[Start of section]

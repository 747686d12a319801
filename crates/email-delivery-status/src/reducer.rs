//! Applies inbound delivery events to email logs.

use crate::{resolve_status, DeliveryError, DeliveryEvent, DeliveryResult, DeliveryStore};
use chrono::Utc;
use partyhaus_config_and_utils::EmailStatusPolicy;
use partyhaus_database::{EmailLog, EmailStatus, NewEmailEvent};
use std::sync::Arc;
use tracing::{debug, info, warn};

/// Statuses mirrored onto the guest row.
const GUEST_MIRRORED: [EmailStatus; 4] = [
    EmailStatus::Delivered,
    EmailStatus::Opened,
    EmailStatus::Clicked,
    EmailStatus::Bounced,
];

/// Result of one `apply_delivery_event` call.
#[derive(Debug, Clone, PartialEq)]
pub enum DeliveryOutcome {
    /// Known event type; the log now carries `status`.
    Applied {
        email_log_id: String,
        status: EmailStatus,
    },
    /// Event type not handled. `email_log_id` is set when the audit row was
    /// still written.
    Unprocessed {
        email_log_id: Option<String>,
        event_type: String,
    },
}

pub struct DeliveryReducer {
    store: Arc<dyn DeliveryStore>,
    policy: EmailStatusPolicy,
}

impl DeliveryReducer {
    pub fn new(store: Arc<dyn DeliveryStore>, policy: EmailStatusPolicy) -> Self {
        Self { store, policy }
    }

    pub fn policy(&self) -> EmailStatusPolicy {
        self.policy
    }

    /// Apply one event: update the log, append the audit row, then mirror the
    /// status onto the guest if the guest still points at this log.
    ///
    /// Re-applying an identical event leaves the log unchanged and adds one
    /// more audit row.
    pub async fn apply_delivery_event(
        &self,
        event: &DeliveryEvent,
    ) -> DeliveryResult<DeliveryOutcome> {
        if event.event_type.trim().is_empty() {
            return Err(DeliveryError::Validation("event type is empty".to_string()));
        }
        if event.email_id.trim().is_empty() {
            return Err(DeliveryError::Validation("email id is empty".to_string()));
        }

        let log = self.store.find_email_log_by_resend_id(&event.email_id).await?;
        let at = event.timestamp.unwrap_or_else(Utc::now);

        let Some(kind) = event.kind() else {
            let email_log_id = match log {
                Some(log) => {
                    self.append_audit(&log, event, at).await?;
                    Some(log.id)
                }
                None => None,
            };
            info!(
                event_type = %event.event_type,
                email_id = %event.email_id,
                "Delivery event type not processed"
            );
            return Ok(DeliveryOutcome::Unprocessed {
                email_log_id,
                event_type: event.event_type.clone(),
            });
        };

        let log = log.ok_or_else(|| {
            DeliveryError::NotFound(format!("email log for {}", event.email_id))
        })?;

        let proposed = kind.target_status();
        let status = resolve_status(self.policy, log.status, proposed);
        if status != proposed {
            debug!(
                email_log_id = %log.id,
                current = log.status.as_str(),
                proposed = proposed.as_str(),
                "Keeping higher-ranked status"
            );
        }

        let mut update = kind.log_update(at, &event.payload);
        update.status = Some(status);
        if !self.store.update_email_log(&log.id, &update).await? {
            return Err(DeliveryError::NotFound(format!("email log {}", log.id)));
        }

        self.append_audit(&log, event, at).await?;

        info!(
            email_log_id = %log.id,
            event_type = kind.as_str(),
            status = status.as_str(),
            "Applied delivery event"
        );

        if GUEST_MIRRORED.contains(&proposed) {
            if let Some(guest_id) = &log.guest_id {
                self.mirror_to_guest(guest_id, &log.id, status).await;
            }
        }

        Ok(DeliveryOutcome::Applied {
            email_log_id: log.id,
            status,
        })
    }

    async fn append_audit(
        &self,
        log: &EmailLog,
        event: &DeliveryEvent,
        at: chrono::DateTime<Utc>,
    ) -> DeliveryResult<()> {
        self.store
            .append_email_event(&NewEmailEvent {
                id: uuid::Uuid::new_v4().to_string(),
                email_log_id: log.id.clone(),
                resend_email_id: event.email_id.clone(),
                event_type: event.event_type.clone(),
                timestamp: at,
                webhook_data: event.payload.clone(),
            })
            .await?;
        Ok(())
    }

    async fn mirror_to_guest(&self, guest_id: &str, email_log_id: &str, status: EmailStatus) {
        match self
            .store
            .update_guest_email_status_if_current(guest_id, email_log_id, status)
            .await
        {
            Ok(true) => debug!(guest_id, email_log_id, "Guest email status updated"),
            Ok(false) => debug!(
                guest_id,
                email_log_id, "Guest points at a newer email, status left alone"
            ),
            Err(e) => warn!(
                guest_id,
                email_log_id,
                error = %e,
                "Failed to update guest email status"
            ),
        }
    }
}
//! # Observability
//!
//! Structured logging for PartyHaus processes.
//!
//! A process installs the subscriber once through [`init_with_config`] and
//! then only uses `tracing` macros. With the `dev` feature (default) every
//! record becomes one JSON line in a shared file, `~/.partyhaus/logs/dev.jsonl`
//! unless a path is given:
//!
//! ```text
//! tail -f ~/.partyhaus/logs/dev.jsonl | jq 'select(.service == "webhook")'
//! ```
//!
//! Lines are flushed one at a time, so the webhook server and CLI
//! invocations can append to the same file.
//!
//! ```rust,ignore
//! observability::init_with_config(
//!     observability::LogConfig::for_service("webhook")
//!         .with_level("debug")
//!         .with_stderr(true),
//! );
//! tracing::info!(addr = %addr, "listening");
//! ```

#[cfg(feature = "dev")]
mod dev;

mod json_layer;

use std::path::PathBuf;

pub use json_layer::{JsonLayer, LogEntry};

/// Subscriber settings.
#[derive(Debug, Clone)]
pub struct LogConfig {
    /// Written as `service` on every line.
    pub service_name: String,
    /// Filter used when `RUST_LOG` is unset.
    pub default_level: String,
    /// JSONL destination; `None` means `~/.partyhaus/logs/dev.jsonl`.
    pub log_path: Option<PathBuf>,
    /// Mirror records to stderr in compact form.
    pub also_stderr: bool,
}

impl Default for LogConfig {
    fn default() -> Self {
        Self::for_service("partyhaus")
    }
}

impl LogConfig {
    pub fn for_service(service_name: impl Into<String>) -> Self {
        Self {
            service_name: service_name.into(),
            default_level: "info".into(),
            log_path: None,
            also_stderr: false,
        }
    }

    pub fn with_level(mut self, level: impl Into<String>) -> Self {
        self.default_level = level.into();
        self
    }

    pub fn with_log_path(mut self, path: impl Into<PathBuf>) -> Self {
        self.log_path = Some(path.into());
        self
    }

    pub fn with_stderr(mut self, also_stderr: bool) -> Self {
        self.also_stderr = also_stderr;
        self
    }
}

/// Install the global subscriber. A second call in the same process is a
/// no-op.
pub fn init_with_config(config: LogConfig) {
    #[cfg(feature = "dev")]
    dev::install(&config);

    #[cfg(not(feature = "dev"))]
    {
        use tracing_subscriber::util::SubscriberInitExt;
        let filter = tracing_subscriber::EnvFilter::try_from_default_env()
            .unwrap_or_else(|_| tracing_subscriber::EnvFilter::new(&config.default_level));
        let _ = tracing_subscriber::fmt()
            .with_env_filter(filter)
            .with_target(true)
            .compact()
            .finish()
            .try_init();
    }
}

[End of section]

WORK INSTRUCTIONS: Write out the lines from the one containing "pub fn with_stderr(mut" through the last line of the records above. Include both of those lines and nothing else.

ANSWER BOX:
    pub fn with_stderr(mut self, also_stderr: bool) -> Self {
        self.also_stderr = also_stderr;
        self
    }
}

/// Install the global subscriber. A second call in the same process is a
/// no-op.
pub fn init_with_config(config: LogConfig) {
    #[cfg(feature = "dev")]
    dev::install(&config);

    #[cfg(not(feature = "dev"))]
    {
        use tracing_subscriber::util::SubscriberInitExt;
        let filter = tracing_subscriber::EnvFilter::try_from_default_env()
            .unwrap_or_else(|_| tracing_subscriber::EnvFilter::new(&config.default_level));
        let _ = tracing_subscriber::fmt()
            .with_env_filter(filter)
            .with_target(true)
            .compact()
            .finish()
            .try_init();
    }
}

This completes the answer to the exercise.